- [REQUIRED ACTION]
Lines in the listing below may contain the word "TokenStore". State how many do, and nothing more.

- [LISTED RECORDS]

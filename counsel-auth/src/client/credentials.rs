use crate::client::TokenStore;
use crate::common::StoredToken;
use crate::error::AuthError;
use counsel_api::{ApiError, RequestContext, SessionHandle};
use secrecy::{ExposeSecret, SecretString};
use std::sync::{Arc, PoisonError, RwLock};

/// In-process token cache mirrored into a [`TokenStore`].
///
/// Every write goes to disk first and then to the cache, so the two only
/// diverge when the disk write fails (in which case the cache is untouched).
pub struct Credentials {
    cache: RwLock<Option<SecretString>>,
    store: TokenStore,
}

impl Credentials {
    pub fn new(store: TokenStore) -> Self {
        Self {
            cache: RwLock::new(None),
            store,
        }
    }

    /// Warms the cache from the persisted token. Returns whether one was found.
    pub fn restore(&self) -> Result<bool, AuthError> {
        let token = self.store.load_token()?;
        let found = token.is_some();
        *self.cache.write().unwrap_or_else(PoisonError::into_inner) =
            token.map(|t| SecretString::from(t.access_token));
        tracing::debug!(found, "Restored token cache");
        Ok(found)
    }

    pub fn set_token(&self, token: StoredToken) -> Result<(), AuthError> {
        self.store.save_token(&token)?;
        *self.cache.write().unwrap_or_else(PoisonError::into_inner) =
            Some(SecretString::from(token.access_token));
        Ok(())
    }

    pub fn clear(&self) -> Result<(), AuthError> {
        *self.cache.write().unwrap_or_else(PoisonError::into_inner) = None;
        self.store.delete_token()
    }

    pub fn is_logged_in(&self) -> bool {
        self.cache
            .read()
            .unwrap_or_else(PoisonError::into_inner)
            .is_some()
    }

    /// Request context carrying the cached token, if any.
    pub fn context(&self, session: &SessionHandle) -> RequestContext {
        let context = RequestContext::new(session.clone());
        let cache = self.cache.read().unwrap_or_else(PoisonError::into_inner);
        match cache.as_ref() {
            Some(token) => context.with_token(token.expose_secret()),
            None => context,
        }
    }

    /// Drops both copies of the token when `session` expires.
    pub fn clear_on_expiry(self: &Arc<Self>, session: &SessionHandle) {
        let credentials = Arc::clone(self);
        session.add_listener(move |error: &ApiError| {
            tracing::info!(code = error.code(), "Clearing credentials after session expiry");
            if let Err(e) = credentials.clear() {
                tracing::error!("Failed to clear credentials: {}", e);
            }
        });
    }
}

- [WRITTEN ANSWER]
4